The extraction of DNA from biological materials is most important initial stage based under all molecular genetic analyses. Efficient and pure DNA extraction is mandatory in order to achive succesful PCR results and accurate molecular genetic evaluations of the results. We invented a new, rapid, efficient and non-toxic method for bacterial DNA extraction from infected host tissue. With this method we successed separate isolation of Helicobacter pylori DNA from patients gastric biopsy specimens. The isolation of DNA from trace organic materials and from trace microbial contaminants becomes the issue. Mostly the infected organic materials taken by biopsies are such miligrams trace materials and are non-reproduceable tissues taken by hard, painful invasiv interventions. Therefore the efficient DNA isolation from such tissues is very important. With this method we successed separate isolation of bacrerial DNA from host biopsy tissues without using toxic hazardeous chemicals.
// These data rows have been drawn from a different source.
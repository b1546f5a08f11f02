//! A PIM unit groups the thresholds of the nodes sharing one crossbar and its ADC.
use anyhow::{Context, Result};
use derive_more::Display;
use serde::{Deserialize, Serialize};

use super::{PimContext, ThresholdId, ThresholdStore};
use crate::{
    quantization::{QuantGrad, QuantMode, QuantParams, fake_quant, fake_quant_backward},
    tensor::Tensor,
};

#[derive(Debug, Clone, Copy, PartialEq, Eq, Hash, Display, Serialize, Deserialize)]
#[display("u{_0}")]
pub struct UnitId(usize);

#[derive(Debug, Clone, PartialEq, Eq)]
pub struct PimUnit {
    pub acti: ThresholdId,
    pub weight: Option<ThresholdId>,
    pub bias: Option<ThresholdId>,
}

impl PimUnit {
    pub fn activation_only(acti: ThresholdId) -> Self {
        Self {
            acti,
            weight: None,
            bias: None,
        }
    }

    pub fn with_weights(acti: ThresholdId, weight: ThresholdId, bias: ThresholdId) -> Self {
        Self {
            acti,
            weight: Some(weight),
            bias: Some(bias),
        }
    }
}

#[derive(Debug, Clone, Default)]
pub struct UnitStore {
    units: Vec<PimUnit>,
}

impl UnitStore {
    pub fn push(&mut self, unit: PimUnit) -> UnitId {
        self.units.push(unit);
        UnitId(self.units.len() - 1)
    }

    pub fn get(&self, id: UnitId) -> &PimUnit {
        &self.units[id.0]
    }

    pub fn get_mut(&mut self, id: UnitId) -> &mut PimUnit {
        &mut self.units[id.0]
    }

    pub fn len(&self) -> usize {
        self.units.len()
    }

    pub fn is_empty(&self) -> bool {
        self.units.is_empty()
    }

    pub fn iter(&self) -> impl Iterator<Item = (UnitId, &PimUnit)> {
        self.units.iter().enumerate().map(|(i, u)| (UnitId(i), u))
    }
}

/// A unit resolved against the threshold store and the current context, ready to quantize.
#[derive(Clone, Copy)]
pub struct BoundUnit<'a> {
    unit: &'a PimUnit,
    thresholds: &'a ThresholdStore,
    ctx: &'a PimContext,
}

impl<'a> BoundUnit<'a> {
    pub fn new(unit: &'a PimUnit, thresholds: &'a ThresholdStore, ctx: &'a PimContext) -> Self {
        Self {
            unit,
            thresholds,
            ctx,
        }
    }

    fn params(&self, threshold: ThresholdId, bits: u32, mode: QuantMode) -> QuantParams {
        QuantParams {
            log2_t: self.thresholds.value(threshold),
            bits,
            mode,
            round_threshold: self.ctx.phase.rounds_threshold(),
        }
    }

    pub fn weight_params(&self) -> Result<QuantParams> {
        let t = self.unit.weight.context("PIM unit carries no weight threshold")?;
        Ok(self.params(t, self.ctx.bits.weight, QuantMode::Signed))
    }

    pub fn bias_params(&self) -> Result<QuantParams> {
        let t = self.unit.bias.context("PIM unit carries no bias threshold")?;
        Ok(self.params(t, self.ctx.bits.bias, QuantMode::Signed))
    }

    pub fn acti_params(&self, signed: bool) -> QuantParams {
        self.params(
            self.unit.acti,
            self.ctx.bits.acti,
            QuantMode::from_signed(signed),
        )
    }

    pub fn quant_weight(&self, weight: &Tensor) -> Result<Tensor> {
        fake_quant(weight, &self.weight_params()?)
    }

    pub fn quant_bias(&self, bias: &Tensor) -> Result<Tensor> {
        fake_quant(bias, &self.bias_params()?)
    }

    pub fn quant_acti(&self, acti: &Tensor, signed: bool) -> Result<Tensor> {
        fake_quant(acti, &self.acti_params(signed))
    }

    /// Backward of [`Self::quant_acti`]; the threshold gradient is for `self.acti_threshold()`.
    pub fn quant_acti_backward(
        &self,
        acti: &Tensor,
        signed: bool,
        grad_out: &Tensor,
    ) -> Result<QuantGrad> {
        fake_quant_backward(acti, &self.acti_params(signed), grad_out)
    }

    pub fn acti_threshold(&self) -> ThresholdId {
        self.unit.acti
    }
}

#[cfg(test)]
mod tests {
    use super::*;
    use crate::hardware::QuantPhase;

    #[test]
    fn test_rounding_follows_phase() {
        let mut store = ThresholdStore::new();
        let acti = store.alloc("acti", 0.4);
        let unit = PimUnit::activation_only(acti);
        let mut ctx = PimContext::default();
        let x = Tensor::new(vec![1], vec![2.0]);

        ctx.phase = QuantPhase::BaselineTrain;
        let q = BoundUnit::new(&unit, &store, &ctx)
            .quant_acti(&x, false)
            .unwrap();
        // clamped to 2^0.4
        assert!((q.get_data()[0] - 0.4f32.exp2()).abs() < 1e-6);

        ctx.phase = QuantPhase::RangeConstrained;
        let q = BoundUnit::new(&unit, &store, &ctx)
            .quant_acti(&x, false)
            .unwrap();
        assert_eq!(q.get_data()[0], 1.0);
    }

    #[test]
    fn test_missing_roles() {
        let mut store = ThresholdStore::new();
        let unit = PimUnit::activation_only(store.alloc("acti", 0.0));
        let ctx = PimContext::default();
        let bound = BoundUnit::new(&unit, &store, &ctx);
        assert!(bound.quant_weight(&Tensor::zeros(vec![1])).is_err());
        assert!(bound.quant_bias(&Tensor::zeros(vec![1])).is_err());
    }
}
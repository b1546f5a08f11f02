//! Entropy calibration: pick the clipping point whose quantized histogram loses the least
//! information (KL divergence) with respect to the observed one.
use anyhow::{Result, ensure};
use rayon::prelude::*;

use super::max::MAX_EPS;

pub const DEFAULT_BINS: usize = 2048;
pub const DEFAULT_QUANT_BINS: usize = 128;

const KL_EPS: f32 = 1e-10;

fn histogram(values: &[f32], bins: usize, width: f32) -> Vec<f32> {
    let mut hist = vec![0.0f32; bins];
    for v in values {
        let idx = ((v.abs() / width) as usize).min(bins - 1);
        hist[idx] += 1.0;
    }
    hist
}

/// `KL(p || q)` over unnormalized counts.
fn kl_divergence(p: &[f32], q: &[f32]) -> f32 {
    let (p_sum, q_sum) = (p.iter().sum::<f32>(), q.iter().sum::<f32>());
    if p_sum == 0.0 || q_sum == 0.0 {
        return f32::INFINITY;
    }
    p.iter()
        .zip(q)
        .filter(|(p, _)| **p > 0.0)
        .map(|(p, q)| {
            let p = p / p_sum;
            let q = (q / q_sum).max(KL_EPS);
            p * (p / q).ln()
        })
        .sum()
}

/// Divergence when keeping the first `keep` bins: values above are clipped into the last kept
/// bin, and the kept range is requantized onto `quant_bins` levels.
fn clipped_divergence(hist: &[f32], keep: usize, quant_bins: usize) -> f32 {
    let mut reference = hist[..keep].to_vec();
    reference[keep - 1] += hist[keep..].iter().sum::<f32>();

    let sliced = &hist[..keep];
    let mut candidate = vec![0.0f32; keep];
    for j in 0..quant_bins {
        let (start, end) = (j * keep / quant_bins, (j + 1) * keep / quant_bins);
        let chunk = &sliced[start..end];
        let nonzero = chunk.iter().filter(|c| **c > 0.0).count();
        if nonzero == 0 {
            continue;
        }
        let share = chunk.iter().sum::<f32>() / nonzero as f32;
        for (c, q) in chunk.iter().zip(&mut candidate[start..end]) {
            if *c > 0.0 {
                *q = share;
            }
        }
    }
    kl_divergence(&reference, &candidate)
}

/// Log2 of the clipping point minimizing the divergence over `bins` histogram bins of `|x|`
/// quantized onto `quant_bins` levels.
pub fn entropy_log2_t(values: &[f32], bins: usize, quant_bins: usize) -> Result<f32> {
    ensure!(!values.is_empty(), "entropy threshold of an empty tensor");
    ensure!(
        quant_bins >= 2 && bins >= quant_bins,
        "entropy calibration needs bins ({}) >= quantization bins ({}) >= 2",
        bins,
        quant_bins
    );
    let max = values.iter().fold(0.0f32, |m, v| m.max(v.abs()));
    if max == 0.0 {
        return Ok(MAX_EPS.log2());
    }
    let width = max / bins as f32;
    let hist = histogram(values, bins, width);

    let (_, keep) = (quant_bins..=bins)
        .into_par_iter()
        .map(|keep| (clipped_divergence(&hist, keep, quant_bins), keep))
        .min_by(|a, b| a.0.total_cmp(&b.0).then(a.1.cmp(&b.1)))
        .unwrap_or((0.0, bins));
    Ok((keep as f32 * width).log2())
}
//! Parasitic parameters of a 3D NAND cell for NVSim.
//!
//! The cell is described in an INI file whose values are numeric expressions that may refer to
//! earlier values. [`NandCell`] evaluates them, derives the wire resistances and fringe
//! capacitances, and renders the NVSim configuration files.
pub mod error;
pub mod expr;
pub mod ini;
pub mod params;
pub mod pyfmt;

pub use error::ParamError;
pub use expr::{Env, Value};
pub use ini::Ini;
pub use params::{ConfigFile, Line, NandCell, PERMITTIVITY};
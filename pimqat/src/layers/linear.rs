use anyhow::{Context, Result, ensure};
use serde::{Deserialize, Serialize};

use super::{LayerOutput, WeightQuantized};
use crate::{
    hardware::{BoundUnit, PimContext, QuantPhase, ThresholdId},
    tensor::Tensor,
};

/// Fully connected layer, `weight [out, in]`.
#[derive(Clone, Debug, Serialize, Deserialize)]
pub struct Linear {
    pub(crate) weight: Tensor,
    pub(crate) bias: Option<Tensor>,
    pub(crate) weight_t: ThresholdId,
    pub(crate) bias_t: ThresholdId,
    pub(crate) last: bool,
}

impl Linear {
    pub fn new(
        weight: Tensor,
        bias: Option<Tensor>,
        weight_t: ThresholdId,
        bias_t: ThresholdId,
    ) -> Result<Self> {
        ensure!(
            weight.rank() == 2,
            "linear weight must be [out, in], got {:?}",
            weight.get_shape()
        );
        if let Some(b) = &bias {
            ensure!(
                b.len() == weight.get_shape()[0],
                "linear bias has {} entries for {} outputs",
                b.len(),
                weight.get_shape()[0]
            );
        }
        Ok(Self {
            weight,
            bias,
            weight_t,
            bias_t,
            last: false,
        })
    }

    pub fn in_features(&self) -> usize {
        self.weight.get_shape()[1]
    }

    pub fn out_features(&self) -> usize {
        self.weight.get_shape()[0]
    }

    pub fn forward(
        &self,
        input: &Tensor,
        unit: Option<BoundUnit<'_>>,
        ctx: &PimContext,
    ) -> Result<LayerOutput> {
        if self.last || ctx.phase == QuantPhase::Float {
            return Ok(LayerOutput::Whole(
                input.linear(&self.weight, self.bias.as_ref())?,
            ));
        }
        let unit = unit.context("quantized linear layer has no PIM unit attached")?;
        let weight = unit.quant_weight(&self.weight)?;
        let bias = self
            .bias
            .as_ref()
            .map(|b| unit.quant_bias(b))
            .transpose()?;
        if ctx.phase != QuantPhase::HardwareInference {
            return Ok(LayerOutput::Whole(input.linear(&weight, bias.as_ref())?));
        }
        // one crossbar tile per `num_rows` input features
        let granularity = ctx.spec.num_rows.max(1);
        let features = input.get_shape().get(1).copied().unwrap_or(0);
        let mut partials = Vec::with_capacity(features.div_ceil(granularity));
        let mut start = 0;
        while start < features {
            let len = granularity.min(features - start);
            let tile_bias = if start == 0 { bias.as_ref() } else { None };
            partials.push(
                input
                    .narrow(1, start, len)?
                    .linear(&weight.narrow(1, start, len)?, tile_bias)?,
            );
            start += len;
        }
        Ok(LayerOutput::Partials(partials))
    }
}

impl WeightQuantized for Linear {
    fn weight_threshold(&self) -> ThresholdId {
        self.weight_t
    }

    fn bias_threshold(&self) -> ThresholdId {
        self.bias_t
    }

    fn current_weight(&self) -> &Tensor {
        &self.weight
    }

    fn current_bias(&self) -> Option<&Tensor> {
        self.bias.as_ref()
    }
}

#[cfg(test)]
mod tests {
    use super::*;
    use crate::hardware::{PimUnit, ThresholdStore};

    #[test]
    fn test_tiles_split_on_rows() {
        let mut store = ThresholdStore::new();
        let linear = Linear::new(
            Tensor::random_seed(vec![3, 300], 5),
            Some(Tensor::random_seed(vec![3], 6)),
            store.alloc("w", 0.0),
            store.alloc("b", 2.0),
        )
        .unwrap();
        let unit = PimUnit::with_weights(store.alloc("a", 0.0), linear.weight_t, linear.bias_t);
        let input = Tensor::random_seed(vec![2, 300], 7);

        let ctx = PimContext::default().with_phase(QuantPhase::RangeConstrained);
        let whole = linear
            .forward(&input, Some(BoundUnit::new(&unit, &store, &ctx)), &ctx)
            .unwrap()
            .into_whole()
            .unwrap();

        let ctx = ctx.with_phase(QuantPhase::HardwareInference);
        let out = linear
            .forward(&input, Some(BoundUnit::new(&unit, &store, &ctx)), &ctx)
            .unwrap();
        let LayerOutput::Partials(parts) = &out else {
            panic!("expected partial sums");
        };
        assert_eq!(parts.len(), 3);
        let summed = out.into_whole().unwrap();
        for (a, b) in whole.get_data().iter().zip(summed.get_data()) {
            assert!((a - b).abs() < 1e-4);
        }
    }

    #[test]
    fn test_last_layer_stays_float() {
        let mut store = ThresholdStore::new();
        let mut linear = Linear::new(
            Tensor::random_seed(vec![2, 4], 1),
            None,
            store.alloc("w", -3.0),
            store.alloc("b", 0.0),
        )
        .unwrap();
        linear.last = true;
        let input = Tensor::random_seed(vec![1, 4], 2);
        let ctx = PimContext::default().with_phase(QuantPhase::HardwareInference);
        let out = linear.forward(&input, None, &ctx).unwrap().into_whole().unwrap();
        assert_eq!(out, input.linear(&linear.weight, None).unwrap());
    }
}
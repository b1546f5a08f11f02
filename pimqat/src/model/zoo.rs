//! VGG and ResNet families, registered for range tuning the way their quantized training
//! scripts register them: only convolutions, linear layers and the residual quantizers get a
//! predecessor, batch norms and ReLUs are reached through the fold.
use anyhow::Result;
use serde::{Deserialize, Serialize};
use std::{fmt, str::FromStr};
use tracing::info;

use super::{Module, ModelError, Network, NetworkBuilder, NodeId, Predecessor, ResidualBlock};
use crate::layers::pooling::Pooling;

#[derive(Debug, Clone, Copy, PartialEq, Eq, Serialize, Deserialize)]
pub enum Family {
    Vgg11,
    Vgg13,
    Vgg16,
    Vgg19,
    ResNet18,
    ResNet34,
    ResNet50,
    ResNet101,
    ResNet152,
}

impl FromStr for Family {
    type Err = ModelError;

    fn from_str(s: &str) -> Result<Self, Self::Err> {
        match s.to_ascii_lowercase().as_str() {
            "vgg11" => Ok(Family::Vgg11),
            "vgg13" => Ok(Family::Vgg13),
            "vgg16" => Ok(Family::Vgg16),
            "vgg19" => Ok(Family::Vgg19),
            "resnet18" => Ok(Family::ResNet18),
            "resnet34" => Ok(Family::ResNet34),
            "resnet50" => Ok(Family::ResNet50),
            "resnet101" => Ok(Family::ResNet101),
            "resnet152" => Ok(Family::ResNet152),
            _ => Err(ModelError::UnsupportedFamily(s.to_string())),
        }
    }
}

impl fmt::Display for Family {
    fn fmt(&self, f: &mut fmt::Formatter<'_>) -> fmt::Result {
        let name = match self {
            Family::Vgg11 => "VGG11",
            Family::Vgg13 => "VGG13",
            Family::Vgg16 => "VGG16",
            Family::Vgg19 => "VGG19",
            Family::ResNet18 => "ResNet18",
            Family::ResNet34 => "ResNet34",
            Family::ResNet50 => "ResNet50",
            Family::ResNet101 => "ResNet101",
            Family::ResNet152 => "ResNet152",
        };
        write!(f, "{}", name)
    }
}

/// `M` stands for a 2x2 max pool.
const M: usize = 0;
const VGG11: &[usize] = &[64, M, 128, M, 256, 256, M, 512, 512, M, 512, 512, M];
const VGG13: &[usize] = &[64, 64, M, 128, 128, M, 256, 256, M, 512, 512, M, 512, 512, M];
const VGG16: &[usize] = &[
    64, 64, M, 128, 128, M, 256, 256, 256, M, 512, 512, 512, M, 512, 512, 512, M,
];
const VGG19: &[usize] = &[
    64, 64, M, 128, 128, M, 256, 256, 256, 256, M, 512, 512, 512, 512, M, 512, 512, 512, 512, M,
];

enum BlockKind {
    Basic,
    Bottleneck,
}

impl Family {
    /// Module path of the output layer, which always computes in float.
    pub fn last_layer(&self) -> &'static str {
        if self.is_vgg() { ".classifier.6" } else { ".fc" }
    }

    /// VGG weights are quantized as is, ResNet weights are normalized first.
    pub fn normalize(&self) -> bool {
        !self.is_vgg()
    }

    pub fn is_vgg(&self) -> bool {
        matches!(
            self,
            Family::Vgg11 | Family::Vgg13 | Family::Vgg16 | Family::Vgg19
        )
    }

    fn resnet_layout(&self) -> Option<(BlockKind, [usize; 4])> {
        match self {
            Family::ResNet18 => Some((BlockKind::Basic, [2, 2, 2, 2])),
            Family::ResNet34 => Some((BlockKind::Basic, [3, 4, 6, 3])),
            Family::ResNet50 => Some((BlockKind::Bottleneck, [3, 4, 6, 3])),
            Family::ResNet101 => Some((BlockKind::Bottleneck, [3, 4, 23, 3])),
            Family::ResNet152 => Some((BlockKind::Bottleneck, [3, 8, 36, 3])),
            _ => None,
        }
    }
}
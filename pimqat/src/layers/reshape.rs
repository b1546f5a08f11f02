use anyhow::Result;
use serde::{Deserialize, Serialize};

use crate::tensor::Tensor;

/// Collapses everything but the batch axis, e.g. between the features and the classifier.
#[derive(Clone, Debug, Default, Serialize, Deserialize)]
pub struct Flatten;

impl Flatten {
    pub fn forward(&self, input: Tensor) -> Result<Tensor> {
        Ok(input.flatten_batch()?)
    }

    pub fn describe(&self) -> String {
        "Flatten".to_string()
    }
}

#[cfg(test)]
mod tests {
    use super::*;

    #[test]
    fn test_flatten_keeps_batch() {
        let out = Flatten
            .forward(Tensor::zeros(vec![2, 3, 2, 2]))
            .unwrap();
        assert_eq!(out.get_shape(), &[2, 12]);
    }
}
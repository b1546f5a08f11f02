//! Constrains the rounded thresholds so that every ADC sees a range it can represent.
//!
//! For a node owning an ADC, the partial sums it digitizes carry the scale of the previous
//! activation times the weight. With rounded log2 thresholds, the ADC has to cover
//! `effective = acti - prev_acti - weight` up to `effective + acti_bits`, which must lie inside
//! `[min_range_log2, max_range_log2]`. The bias is added in the analog domain as well and has
//! to fit the same crossbar, which bounds its threshold from both sides.
//!
//! Only chains and residual blocks (VGG, ResNet) are handled: the previous activation is found
//! through the predecessor map, one hop for fused conv-bn-relu nodes and two hops for a ReLU or
//! share quantizer sitting behind a bare crossbar.
use anyhow::{Context, Result, bail, ensure};
use serde::Serialize;
use tracing::{debug, info, warn};

use crate::{
    hardware::{PimContext, ThresholdId, ThresholdStore},
    layers::Layer,
    model::{Network, NodeId, Predecessor},
    quantization::BitWidths,
};

/// Thresholds of one ADC and of the activation feeding its crossbar.
#[derive(Debug, Clone, Copy)]
struct Lookup {
    acti: ThresholdId,
    prev_acti: ThresholdId,
    weight: ThresholdId,
    bias: ThresholdId,
}

/// Rounded log2 ranges around one ADC.
#[derive(Debug, Clone, Copy, PartialEq, Eq, Serialize)]
pub struct RangeCheck {
    pub acti: i32,
    pub prev_acti: i32,
    pub weight: i32,
    pub bias: i32,
    /// lowest log2 the ADC has to resolve
    pub effective: i32,
}

impl RangeCheck {
    fn new(store: &ThresholdStore, lookup: &Lookup) -> Self {
        let round = |t: ThresholdId| store.value(t).round_ties_even() as i32;
        let (acti, prev_acti, weight) = (
            round(lookup.acti),
            round(lookup.prev_acti),
            round(lookup.weight),
        );
        Self {
            acti,
            prev_acti,
            weight,
            bias: round(lookup.bias),
            effective: acti - prev_acti - weight,
        }
    }

    /// `prev_acti + weight`, the scale of one crossbar product
    pub fn combined(&self) -> i32 {
        self.prev_acti + self.weight
    }

    pub fn bias_window(&self, bits: &BitWidths) -> (i32, i32) {
        let top = self.combined() + bits.bias as i32 - bits.weight as i32;
        (top - bits.acti as i32, top)
    }

    pub fn fits(&self, bits: &BitWidths, min_range_log2: i32, max_range_log2: i32) -> bool {
        min_range_log2 <= self.effective && self.effective + bits.acti as i32 <= max_range_log2
    }
}

#[derive(Debug, Clone, Serialize)]
pub struct TuneEntry {
    pub name: String,
    pub kind: &'static str,
    pub before: RangeCheck,
    pub after: RangeCheck,
    pub bias_window: (i32, i32),
}

/// Installs the ADC window into `ctx` and adjusts activation and bias thresholds of every
/// node owning an ADC so that it fits. Returns one entry per tuned node.
pub fn tune_network(
    network: &mut Network,
    ctx: &mut PimContext,
    precision: i32,
    min_range_log2: i32,
    max_range_log2: i32,
) -> Result<Vec<TuneEntry>> {
    ensure!(
        max_range_log2 >= precision + min_range_log2,
        "incorrect ADC range: max {} < precision {} + min {}",
        max_range_log2,
        precision,
        min_range_log2
    );
    ctx.spec.precision = Some(precision);
    ctx.spec.min_range_log2 = Some(min_range_log2);
    ctx.spec.max_range_log2 = Some(max_range_log2);
    let bits = ctx.bits;
    let acti_bits = bits.acti as i32;

    let mut entries = Vec::new();
    for id in network.visit_order() {
        let Some(lookup) = lookup(network, id)? else {
            continue;
        };
        let node = network.node(id)?;
        let (name, kind) = (node.name.clone(), node.layer.kind());
        let store = network.thresholds_mut();
        let before = RangeCheck::new(store, &lookup);

        let shift = if before.effective < min_range_log2 {
            before.effective - min_range_log2
        } else if before.effective + acti_bits > max_range_log2 {
            before.effective + acti_bits - max_range_log2
        } else {
            0
        };
        if shift != 0 {
            store.set_value(lookup.acti, (before.acti - shift) as f32);
            debug!("{}: activation log2 threshold {} -> {}", name, before.acti, before.acti - shift);
        }

        let adjusted = RangeCheck::new(store, &lookup);
        let (low, high) = adjusted.bias_window(&bits);
        store.set_value(lookup.bias, adjusted.bias.clamp(low, high) as f32);
        let after = RangeCheck::new(store, &lookup);

        ensure!(
            after.fits(&bits, min_range_log2, max_range_log2),
            "{}: effective range [{}, {}] still outside the ADC window [{}, {}]",
            name,
            after.effective,
            after.effective + acti_bits,
            min_range_log2,
            max_range_log2
        );
        info!(
            "{} ({}): effective {} -> {}, bias {} -> {} in [{}, {}]",
            name, kind, before.effective, after.effective, before.bias, after.bias, low, high
        );
        entries.push(TuneEntry {
            name,
            kind,
            before,
            after,
            bias_window: (low, high),
        });
    }
    Ok(entries)
}

/// Current rounded ranges around the ADC of `id`, or `None` when the node owns no ADC the
/// tuner knows how to constrain.
pub fn range_check(network: &Network, id: NodeId) -> Result<Option<RangeCheck>> {
    Ok(lookup(network, id)?.map(|l| RangeCheck::new(network.thresholds(), &l)))
}

fn lookup(network: &Network, id: NodeId) -> Result<Option<Lookup>> {
    let Some(pred) = network.predecessors().get(id) else {
        return Ok(None);
    };
    let node = network.node(id)?;
    let applies = match &node.layer {
        Layer::FusedConvBnRelu(_) => true,
        Layer::Relu(_) | Layer::ShareQuant(_) => match pred {
            Predecessor::Node(p) => network.node(p)?.layer.is_bare_crossbar(),
            Predecessor::Input => false,
        },
        _ => false,
    };
    if !applies {
        return Ok(None);
    }
    let Predecessor::Node(pred) = pred else {
        debug!("{}: first layer, no previous activation", node.name);
        return Ok(None);
    };
    let unit = network
        .unit_of(id)?
        .with_context(|| format!("{} has no PIM unit, fold the network first", node.name))?;
    let (Some(weight), Some(bias)) = (unit.weight, unit.bias) else {
        bail!("{}: PIM unit without crossbar thresholds", node.name);
    };

    let prev_acti = if matches!(node.layer, Layer::FusedConvBnRelu(_)) {
        let pred_node = network.node(pred)?;
        match pred_node.layer.as_activation() {
            Some(a) => a.acti_threshold(),
            None => bail!(
                "{}: predecessor {} ({}) has no activation threshold",
                node.name,
                pred_node.name,
                pred_node.layer.kind()
            ),
        }
    } else {
        let two_hops = match network.predecessors().predecessor_node(pred) {
            Some(pp) => network.unit_of(pp)?.map(|u| u.acti),
            None => None,
        };
        match two_hops {
            Some(acti) => acti,
            None => {
                warn!(
                    "{}: no PIM unit two hops back through {}, range left untouched",
                    node.name,
                    network.node(pred)?.name
                );
                return Ok(None);
            }
        }
    };
    Ok(Some(Lookup {
        acti: unit.acti,
        prev_acti,
        weight,
        bias,
    }))
}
Our metod we tested and found that it is efficient for bacterial DNA extraction from very small miligram amounts (trace) biopsy materials and obtaining bacterial DNA seperate from host DNA. In our this presentation we are aiming to introduce the details of our this new method we have designed, tested, used and achieved extremly efficient PCR results and accurate genotyping evaluations of Helicobacter pylori strains isolated from gastric biopsies. We are going to register patent application and prepare customized analytical kit for this isolation procedure by a new scientific Project.